St John the Evangelist’s recently had its clocks refurbished. The church spire is very prominent in Burgess Hill and people look to it from all over to tell the time. I think of St John’s with its fast growing congregation as a spiritual lighthouse for the town having a membership so open to the Holy Spirit. We are a body people can check with, like the church clock, and be put right in a more profound sense than getting the right time.

‘Christ is risen from the dead! He has crushed death by his death and bestowed life upon those who lay in the tomb!’

Words from the Orthodox Easter service. We can’t get enough of Easter. It’s the Queen Season of the Church’s year. Festive hangings and vestments, the Paschal Candle standing proud in the sanctuary, alleluias galore and an especially joyful repertoire from the choir and the refurbished organ over these great 40 days – for we read in Acts 1:3 ‘how after Christ’s suffering he presented himself alive to his disciples by many convincing proofs, appearing to them during forty days speaking about the kingdom of God’.

Although I wasn’t able to attend last Sunday’s Annual Church Meeting I read the attractively presented report show and how heartening it was to see the upward sloping graph of Sunday attendance on page 6.  We at St John’s are definitely an Easter People, a Community of the Resurrection experiencing growth in faith, love and numbers. This despite bearing loss of church members through mortality, not least the sadness of our former Churchwarden Liz Hayward’s sudden passing almost a year ago – I’m sure she’s still praying for us!

People get intrigued into church nowadays and part of the intriguing is warm fellowship, intelligent preaching and sound liturgy – but there’s nothing more intriguing than resurrection!  As former Lord Chief Justice of the United Kingdom, Lord Darling, observed about Christ’s Resurrection: ‘In its favour there exists such overwhelming evidence, positive and negative, factual and circumstantial, that no intelligent jury in the world could fail to bring in a verdict that the Resurrection story is true’. Do people know this? That the events of Holy Week are so grounded in history they’re taken seriously by legal experts?

Moving on to today’s Gospel reading from St Luke’s Gospel Chapter 24, Our Lord provides here an intriguing demonstration of the physicality of the resurrection, showing his wounded yet glorified hands and feet and eating a piece of grilled fish. 

Those who were at the Easter Vigil two weeks ago will recall that when we blessed the Paschal Candle we placed four nails in its side to represent the crucifixion. As we read in today’s Gospel: ‘Thus it is written, that the Messiah is to suffer and to rise from the dead on the third day, and that repentance and forgiveness of sins is to be proclaimed in his name to all nations, beginning from Jerusalem’. The point Our Lord makes is the same point St Peter makes in the first reading: ‘it is written, that the Messiah is to suffer’. 

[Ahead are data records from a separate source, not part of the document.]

//! Architecture overview and decision flow

use leptos::*;
use vbc_core::content::{
    ARCHITECTURE_FLOW, ARCHITECTURE_INTRO, ARCHITECTURE_ITEMS, ARCHITECTURE_OUTRO,
    ARCHITECTURE_TITLE,
};
use vbc_core::Theme;

use crate::style;

#[component]
pub fn ArchitecturePanel() -> impl IntoView {
    let theme = expect_context::<RwSignal<Theme>>();

    let flow_box = move || {
        if theme.get().is_dark() {
            "rounded-xl border border-slate-700 bg-slate-950/60 px-3 py-2 text-center"
        } else {
            "rounded-xl border border-slate-200 bg-white px-3 py-2 text-center"
        }
    };

    view! {
        <div class=move || style::sub_card(theme.get())>
            <h2 class=move || style::panel_title(theme.get())>{ARCHITECTURE_TITLE}</h2>

            <div class="grid md:grid-cols-[1.2fr,1fr] gap-5 text-[11px]">
                <div class="space-y-3">
                    <p class=move || style::strong_text(theme.get())>{ARCHITECTURE_INTRO}</p>
                    <ul class=move || format!("list-disc list-inside space-y-1 {}", style::body_text(theme.get()))>
                        {ARCHITECTURE_ITEMS.into_iter().map(|item| view! {
                            <li>
                                <span class="font-semibold">{item.layer}</span>
                                " "
                                {item.role}
                            </li>
                        }).collect_view()}
                    </ul>
                    <p class=move || style::muted_text(theme.get())>{ARCHITECTURE_OUTRO}</p>
                </div>

                <div class="space-y-2">
                    <div class=move || format!("text-[11px] font-semibold {}", style::body_text(theme.get()))>
                        "Fluxo resumido"
                    </div>
                    {ARCHITECTURE_FLOW.into_iter().enumerate().map(|(i, step)| view! {
                        {(i > 0).then(|| view! {
                            <div class="text-center text-slate-500">"↓"</div>
                        })}
                        <div class="flex gap-2 justify-center">
                            {step.iter().map(|(name, detail)| view! {
                                <div class=flow_box>
                                    <p class="font-semibold">{*name}</p>
                                    <p class="text-[10px] text-slate-400">{*detail}</p>
                                </div>
                            }).collect_view()}
                        </div>
                    }).collect_view()}
                </div>
            </div>
        </div>
    }
}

The atheist writer Albert Camus once debated the resurrection with members of the French Dominican Order. He complained that the resurrection was an unreal and unsatisfactory happy ending. They answered by pointing to this text. God came to share our suffering which served to expiate the sin of the world. No suffering we have to endure is now strange to God. As one of Wesley’s Advent hymns puts it: ‘Those dear tokens of his passion still his dazzling body bears. Cause of endless exultation to his ransomed worshippers. With what rapture gaze we on those glorious scars’.

‘It is written, that the Messiah is to suffer and to rise from the dead on the third day, and that repentance and forgiveness of sins is to be proclaimed in his name’.

This morning the risen Christ invites us once more to repent, to turn to him for forgiveness, so that his light may shine in us and through us.

I was interested to see the illustrations of the church clocks refurbishment in our annual report. It reminded me of our building’s prominence in Burgess Hill and how people look to it from all over to tell the time. The spire’s prominence leads me to think of St John’s as a spiritual lighthouse through her committed membership open to the Holy Spirit. We are a body people can check with, like the church clock, and be put right in a more profound sense than getting the right time.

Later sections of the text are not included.